Hi Im still not sure about topping my plants. I want to scrog next time but topping makes me apprehensive. My plants do grow very tall will topping and a scrog help the plants not grow so tall. I have to alter my lights when they get too tall to get a few more inches of height space. Any info will be a great help thanks👍👌✊👅

07/06/2018

Dr.Chas-THC

Paul,
So why not just pinch squeeze, your tall tops and bend/tie them over...

You can train plants to grow in many ways, that you want...

Dr.Chas-THC

24/07/2018

Kostas

this is actually a traditional way of growing sativas outdoors here in Greece.

people that grew in their gardens, would take advantage of the trellis almost all houses had for their edible grapes in the gardens(providing not only fruit but also shadow in summer).

the very tall landrace sativas (can grow between 4-6 meters tall in most cases), had no problem to stretch to the trellis height and from then on the grower will spread the branches just like in any scrog apparatus.

the very impressive visual effect was taking place just before harvest time, since the heavy buds many times were hanging like grapes above people's heads... nice childhood memories at my mum's village (nobody was allowing me to touch though until I was well in my teens, basically 18 and over).

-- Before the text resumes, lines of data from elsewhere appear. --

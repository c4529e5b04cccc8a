//! Credential submission.
//!
//! `LoginFlow` drives `Idle -> Submitting -> {Authenticated, Failed}`. On
//! success the token goes into the session store and the flow navigates
//! home; every failure becomes a notification. Submissions arriving while
//! one is already in flight are ignored.

use std::fmt;
use std::future::Future;
use std::sync::{Arc, Mutex, PoisonError};

use tracing::{debug, error, info, warn};

use crate::api::ApiError;
use crate::notify::Notifier;
use crate::routes::{Navigator, Route};
use crate::session::{SessionStore, SessionToken};

/// Username and password for a single submission. Never persisted.
#[derive(Clone)]
pub struct Credentials {
    username: String,
    password: String,
}

impl Credentials {
    pub fn new(username: impl Into<String>, password: impl Into<String>) -> Self {
        Self {
            username: username.into(),
            password: password.into(),
        }
    }

    pub fn username(&self) -> &str {
        &self.username
    }

    pub fn password(&self) -> &str {
        &self.password
    }
}

impl fmt::Debug for Credentials {
    fn fmt(&self, f: &mut fmt::Formatter<'_>) -> fmt::Result {
        f.debug_struct("Credentials")
            .field("username", &self.username)
            .field("password", &"<redacted>")
            .finish()
    }
}

/// Backend that exchanges credentials for a session token
pub trait AuthApi: Send + Sync {
    fn login(
        &self,
        credentials: &Credentials,
    ) -> impl Future<Output = Result<SessionToken, ApiError>> + Send;
}

#[derive(Debug, Clone, Copy, PartialEq, Eq)]
pub enum LoginState {
    Idle,
    Submitting,
    Authenticated,
    Failed,
}

#[derive(Debug, Clone, PartialEq, Eq)]
pub enum SubmitOutcome {
    Authenticated,
    /// Carries the message that was reported to the user
    Failed(String),
    /// Another submission was already in flight
    Ignored,
}

pub struct LoginFlow<A> {
    api: A,
    store: Arc<dyn SessionStore>,
    notifier: Arc<dyn Notifier>,
    navigator: Arc<dyn Navigator>,
    state: Mutex<LoginState>,
}

impl<A: AuthApi> LoginFlow<A> {
    pub fn new(
        api: A,
        store: Arc<dyn SessionStore>,
        notifier: Arc<dyn Notifier>,
        navigator: Arc<dyn Navigator>,
    ) -> Self {
        Self {
            api,
            store,
            notifier,
            navigator,
            state: Mutex::new(LoginState::Idle),
        }
    }

    pub fn state(&self) -> LoginState {
        *self.state.lock().unwrap_or_else(PoisonError::into_inner)
    }

    /// Enter `Submitting`, or return `None` if a submission is in flight
    fn begin(&self) -> Option<Submission<'_>> {
        let mut state = self.state.lock().unwrap_or_else(PoisonError::into_inner);
        if *state == LoginState::Submitting {
            return None;
        }
        *state = LoginState::Submitting;
        Some(Submission {
            state: &self.state,
            finished: false,
        })
    }

    /// Submit credentials. They are dropped when this returns.
    ///
    /// Dropping the returned future before it completes puts the flow back
    /// to `Idle`.
    pub async fn submit(&self, credentials: Credentials) -> SubmitOutcome {
        let Some(submission) = self.begin() else {
            warn!("Login already in progress, ignoring submission");
            return SubmitOutcome::Ignored;
        };

        let result = self.api.login(&credentials).await;
        drop(credentials);

        match result {
            Ok(token) => {
                self.store.set_token(token);
                submission.finish(LoginState::Authenticated);
                info!("Login successful");
                self.navigator.navigate(Route::Home);
                SubmitOutcome::Authenticated
            }
            Err(e) => {
                error!(error = %e, "Login failed");
                let message = e.user_message();
                self.notifier.notify_error(&message);
                submission.finish(LoginState::Failed);
                SubmitOutcome::Failed(message)
            }
        }
    }
}

/// Holds a flow in `Submitting` until finished or dropped
struct Submission<'a> {
    state: &'a Mutex<LoginState>,
    finished: bool,
}

impl Submission<'_> {
    fn finish(mut self, outcome: LoginState) {
        *self.state.lock().unwrap_or_else(PoisonError::into_inner) = outcome;
        self.finished = true;
    }
}

impl Drop for Submission<'_> {
    fn drop(&mut self) {
        if !self.finished {
            debug!("Login submission cancelled");
            *self.state.lock().unwrap_or_else(PoisonError::into_inner) = LoginState::Idle;
        }
    }
}

/// Form-local state of the login view
#[derive(Default)]
pub struct LoginForm {
    pub username: String,
    pub password: String,
}

impl fmt::Debug for LoginForm {
    fn fmt(&self, f: &mut fmt::Formatter<'_>) -> fmt::Result {
        f.debug_struct("LoginForm")
            .field("username", &self.username)
            .field("password", &"<redacted>")
            .finish()
    }
}

impl LoginForm {
    pub fn new() -> Self {
        Self::default()
    }

    /// Hand the entered credentials to the flow.
    ///
    /// The password is cleared whatever the outcome; the username stays for
    /// re-editing.
    pub async fn submit<A: AuthApi>(&mut self, flow: &LoginFlow<A>) -> SubmitOutcome {
        let password = std::mem::take(&mut self.password);
        let credentials = Credentials::new(self.username.clone(), password);
        flow.submit(credentials).await
    }
}

/// End the session and return to the login view
pub fn logout(store: &dyn SessionStore, navigator: &dyn Navigator) {
    store.clear_token();
    info!("Logged out");
    navigator.navigate(Route::Login);
}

of course the result is more impressive outdoors, but indoors you can get close to that as well. it is the most productive method.

actually I do use it a lot both outdoors and indoors, with much success, whenever I grow autoflowers (I do choose branching varieties). it gives you the chance to tame the wild ruderalis genes to your benefit. with no stress to the plants, you compel them to produce more bud and thc, since they get the maximum equal share of light.

scrog outdoors (or indoors at a place with lots of space) offers the best option to provide a healthy flow of air around the plants. I have my reservations about such a possibility in the cramped space of a growtent, despite the use of fans that can help in this matter.